An important milestone was reached in 2015 through a collaboration between IUCN and the Salzburg Global Seminar to form a partnership, the Parks for the Planet Forum - a ten-year leadership and action platform to accelerate transformational change by placing nature at the heart of human health, well-being, security and prosperity in a rapidly urbanising world. Participants at the Forum’s first meeting issued the Salzburg Challenge for Nature, Health and a New Urban Generation, setting out concrete recommendations for cross-sector action, noting that cities and local governments provide an exceptional opportunity for leadership on green infrastructure and urban parks.

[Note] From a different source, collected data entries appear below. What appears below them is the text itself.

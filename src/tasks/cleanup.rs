//! TTL Cleanup Task
//!
//! Expired pages are already invisible to lookups; the sweep only reclaims
//! their memory. Redis expires keys on its own and needs no sweeper.

use std::time::Duration;

use tokio::task::JoinHandle;
use tracing::{debug, info};

use crate::cache::MemoryCache;

/// Spawns a task that drops expired entries from `cache` every
/// `cleanup_interval_secs` seconds. Abort the handle on shutdown.
pub fn spawn_cleanup_task(cache: MemoryCache, cleanup_interval_secs: u64) -> JoinHandle<()> {
    let interval = Duration::from_secs(cleanup_interval_secs.max(1));

    tokio::spawn(async move {
        info!(
            "Starting TTL cleanup task with interval of {} seconds",
            interval.as_secs()
        );

        loop {
            tokio::time::sleep(interval).await;

            let removed = cache.cleanup_expired().await;
            if removed > 0 {
                info!("TTL cleanup: removed {} expired pages", removed);
            } else {
                debug!("TTL cleanup: no expired pages found");
            }
        }
    })
}

#[cfg(test)]
mod tests {
    use super::*;
    use crate::cache::CacheBackend;

    #[tokio::test]
    async fn test_cleanup_task_removes_expired_entries() {
        let cache = MemoryCache::new(100);
        cache
            .set("jobs:short", "page".to_string(), Duration::from_millis(200))
            .await
            .unwrap();

        let handle = spawn_cleanup_task(cache.clone(), 1);
        tokio::time::sleep(Duration::from_millis(1500)).await;

        assert!(cache.is_empty().await, "Expired page should have been swept");
        assert_eq!(cache.stats().await.expirations, 1);

        handle.abort();
    }

    #[tokio::test]
    async fn test_cleanup_task_preserves_valid_entries() {
        let cache = MemoryCache::new(100);
        cache
            .set("jobs:long", "page".to_string(), Duration::from_secs(3600))
            .await
            .unwrap();

        let handle = spawn_cleanup_task(cache.clone(), 1);
        tokio::time::sleep(Duration::from_millis(1500)).await;

        assert_eq!(cache.get("jobs:long").await.unwrap(), Some("page".to_string()));

        handle.abort();
    }

    #[tokio::test]
    async fn test_cleanup_task_can_be_aborted() {
        let handle = spawn_cleanup_task(MemoryCache::new(10), 1);

        handle.abort();

        tokio::time::sleep(Duration::from_millis(100)).await;
        assert!(handle.is_finished(), "Task should be finished after abort");
    }
}
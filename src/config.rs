//! Configuration Module
//!
//! Loads service configuration from environment variables. Only the binary
//! reads this; the finder receives its cache service and TTL by injection.

use std::env;
use std::time::Duration;

use crate::finder::{CacheWrites, FinderConfig};

/// Which cache backend the service talks to.
#[derive(Debug, Clone, Copy, PartialEq, Eq)]
pub enum CacheBackendKind {
    /// In-process TTL/LRU cache
    Memory,
    /// Redis (requires the `redis` feature)
    Redis,
}

impl CacheBackendKind {
    fn parse(value: &str) -> Option<Self> {
        match value.trim().to_ascii_lowercase().as_str() {
            "memory" => Some(Self::Memory),
            "redis" => Some(Self::Redis),
            _ => None,
        }
    }
}

/// Service configuration parameters.
///
/// All values can be configured via environment variables with sensible defaults.
#[derive(Debug, Clone)]
pub struct Config {
    /// Whether list results are cached at all
    pub cache_enabled: bool,
    /// Cache backend selection
    pub cache_backend: CacheBackendKind,
    /// Redis connection URL
    pub cache_url: String,
    /// Maximum number of entries the in-memory cache can hold
    pub cache_max_entries: usize,
    /// TTL in seconds for cached pages; also the staleness upper bound
    pub cache_default_ttl: u64,
    /// In-memory sweep interval in seconds
    pub cache_cleanup_interval: u64,
    /// Write cache entries from a spawned task instead of inline
    pub cache_background_writes: bool,
    /// HTTP server port
    pub server_port: u16,
}

impl Config {
    /// Creates a new Config by loading values from environment variables.
    ///
    /// # Environment Variables
    /// - `CACHE_ENABLED` - Enable list caching (default: true)
    /// - `CACHE_BACKEND` - `memory` or `redis` (default: memory)
    /// - `CACHE_URL` - Redis URL (default: redis://127.0.0.1:6379)
    /// - `CACHE_MAX_ENTRIES` - In-memory capacity (default: 10000)
    /// - `CACHE_DEFAULT_TTL` - Page TTL in seconds (default: 300)
    /// - `CACHE_CLEANUP_INTERVAL` - Sweep frequency in seconds (default: 30)
    /// - `CACHE_BACKGROUND_WRITES` - Spawn cache writes (default: true)
    /// - `SERVER_PORT` - HTTP server port (default: 3000)
    pub fn from_env() -> Self {
        let defaults = Self::default();
        Self {
            cache_enabled: env_bool("CACHE_ENABLED").unwrap_or(defaults.cache_enabled),
            cache_backend: env::var("CACHE_BACKEND")
                .ok()
                .and_then(|v| CacheBackendKind::parse(&v))
                .unwrap_or(defaults.cache_backend),
            cache_url: env::var("CACHE_URL").unwrap_or(defaults.cache_url),
            cache_max_entries: env_parse("CACHE_MAX_ENTRIES")
                .unwrap_or(defaults.cache_max_entries),
            cache_default_ttl: env_parse("CACHE_DEFAULT_TTL")
                .unwrap_or(defaults.cache_default_ttl),
            cache_cleanup_interval: env_parse("CACHE_CLEANUP_INTERVAL")
                .unwrap_or(defaults.cache_cleanup_interval),
            cache_background_writes: env_bool("CACHE_BACKGROUND_WRITES")
                .unwrap_or(defaults.cache_background_writes),
            server_port: env_parse("SERVER_PORT").unwrap_or(defaults.server_port),
        }
    }

    /// Page TTL as a Duration.
    pub fn cache_ttl(&self) -> Duration {
        Duration::from_secs(self.cache_default_ttl)
    }

    /// Finder settings derived from the cache variables.
    pub fn finder_config(&self) -> FinderConfig {
        FinderConfig {
            ttl: self.cache_ttl(),
            writes: if self.cache_background_writes {
                CacheWrites::Background
            } else {
                CacheWrites::Inline
            },
        }
    }
}

impl Default for Config {
    fn default() -> Self {
        Self {
            cache_enabled: true,
            cache_backend: CacheBackendKind::Memory,
            cache_url: "redis://127.0.0.1:6379".to_string(),
            cache_max_entries: 10_000,
            cache_default_ttl: 300,
            cache_cleanup_interval: 30,
            cache_background_writes: true,
            server_port: 3000,
        }
    }
}

fn env_parse<T: std::str::FromStr>(name: &str) -> Option<T> {
    env::var(name).ok().and_then(|v| v.trim().parse().ok())
}

fn env_bool(name: &str) -> Option<bool> {
    env::var(name).ok().and_then(|v| parse_bool(&v))
}

/// Parses the boolean spellings accepted in env vars and query strings.
pub fn parse_bool(value: &str) -> Option<bool> {
    match value.trim().to_ascii_lowercase().as_str() {
        "true" | "1" | "yes" | "on" => Some(true),
        "false" | "0" | "no" | "off" => Some(false),
        _ => None,
    }
}
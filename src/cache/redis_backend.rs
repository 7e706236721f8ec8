//! Redis cache backend.
//!
//! Prefix invalidation walks the keyspace with `SCAN MATCH <prefix>*` and
//! deletes each batch. The walk is not atomic: keys written during the scan
//! may survive it, which the TTL bounds.

use std::time::Duration;

use async_trait::async_trait;
use redis::AsyncCommands;

use crate::error::CacheError;

use super::CacheBackend;

const SCAN_BATCH: usize = 200;

/// Redis backend using a connection manager for reconnects.
#[derive(Clone)]
pub struct RedisCache {
    conn: redis::aio::ConnectionManager,
}

impl RedisCache {
    /// Connects to `url` (e.g. `redis://localhost:6379`).
    pub async fn connect(url: &str) -> Result<Self, CacheError> {
        let client = redis::Client::open(url).map_err(map_redis_error)?;
        let conn = redis::aio::ConnectionManager::new(client)
            .await
            .map_err(map_redis_error)?;
        Ok(Self { conn })
    }
}

#[async_trait]
impl CacheBackend for RedisCache {
    fn name(&self) -> &'static str {
        "redis"
    }

    async fn get(&self, key: &str) -> Result<Option<String>, CacheError> {
        let mut conn = self.conn.clone();
        conn.get(key).await.map_err(map_redis_error)
    }

    async fn set(&self, key: &str, value: String, ttl: Duration) -> Result<(), CacheError> {
        let mut conn = self.conn.clone();
        let seconds = ttl.as_secs().max(1);
        conn.set_ex::<_, _, ()>(key, value, seconds)
            .await
            .map_err(map_redis_error)
    }

    async fn delete(&self, key: &str) -> Result<bool, CacheError> {
        let mut conn = self.conn.clone();
        let removed: usize = conn.del(key).await.map_err(map_redis_error)?;
        Ok(removed > 0)
    }

    async fn delete_by_prefix(&self, prefix: &str) -> Result<usize, CacheError> {
        let mut conn = self.conn.clone();
        let pattern = format!("{}*", escape_glob(prefix));
        let mut cursor: u64 = 0;
        let mut removed = 0usize;

        loop {
            let (next, keys): (u64, Vec<String>) = redis::cmd("SCAN")
                .arg(cursor)
                .arg("MATCH")
                .arg(&pattern)
                .arg("COUNT")
                .arg(SCAN_BATCH)
                .query_async(&mut conn)
                .await
                .map_err(map_redis_error)?;

            if !keys.is_empty() {
                let count: usize = conn.del(&keys).await.map_err(map_redis_error)?;
                removed += count;
            }

            if next == 0 {
                break;
            }
            cursor = next;
        }

        Ok(removed)
    }
}

/// Escapes Redis glob metacharacters so the prefix matches literally.
fn escape_glob(prefix: &str) -> String {
    let mut escaped = String::with_capacity(prefix.len());
    for ch in prefix.chars() {
        if matches!(ch, '*' | '?' | '[' | ']' | '\\') {
            escaped.push('\\');
        }
        escaped.push(ch);
    }
    escaped
}

/// Maps Redis errors to CacheError.
fn map_redis_error(err: redis::RedisError) -> CacheError {
    if err.is_connection_refusal() || err.is_timeout() || err.is_connection_dropped() {
        CacheError::Unavailable(err.to_string())
    } else {
        CacheError::Operation(err.to_string())
    }
}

IUCN Programme 2017-2020 and SDG 3 2016

The IUCN Global Programme 2017-2020 made explicit links the to the Sustainable Development Goals, specifically SDG 3 on health and well-being. The programme provides a clear policy platform for IUCN to seek new global and regional initiatives and partnerships linking the health sector with the conservation sector over the next four years.

Resolution 64 - Strengthening cross-sector partnerships to recognise the contributions of nature to health, well-being and quality of life 2016

The IUCN World Conservation Congress 2016 in Hawaii served as an important event to further elevate the health and well-being agenda within the conservation sector through the adoption of Resolution 064 ‘Strengthening cross-sector partnerships to recognise the contributions of nature to health, well-being and quality of life’.  This Resolution recognises the key achievements to date and calls for greater cross-sector collaboration and improved methods for quantifying the benefits from nature to help lead change and reduce the prevalence of worldwide non-communicable diseases.  

COP 13 CBD UN Biodiversity Conference, 2016

Several significant commitments were made on mainstreaming biodiversity and health and well-being at the 2016 COP in Mexico attended by 167 countries.  Ministers and other heads of delegation agreed to work at all levels within our governments and across all sectors to mainstream biodiversity, establishing effective institutional, legislative and regulatory frameworks, tailored to national needs and circumstances, and incorporating an inclusive economic, social, and cultural approach with full respect for nature and human rights.

Salzburg Global Seminar Parks for the Planet Forum 2017

Salzburg Global, IUCN and an expanding coalition of partners addressed the critical role of nature for children’s physical, mental and social-emotional health and wellbeing. Participants adopted the Salzburg Statement on The Child in the City: Health, Parks and Play which calls for all children to have the “right to a safe and healthy city” where they can play, explore, and experience nature and the outdoors. The Statement sets a cross-sector agenda for healthier child-friendly design and development, highlighting the multiple benefits of urban parks, public green spaces and nature-based infrastructure.

15th World Congress on Public Health 2017

Further progress was made in implementation of IUCN Resolution 064 through several significant events based on the theme of ‘Nature is Good Medicine’ at the 15th World Congress on Public Health, held in April 2017. These included the IUCN President, Zhang Xinsheng, and Dr Maria Neira from the World Health Organisation joining a panel to discuss the need, importance and opportunities for improved collaboration between the environment and health sectors, as well as the release of a new ‘Memorandum for Health and Nature’ - a joint statement by the Minister for Energy, Environment and Climate Change and Minister for Health from the State of Victoria, Australia.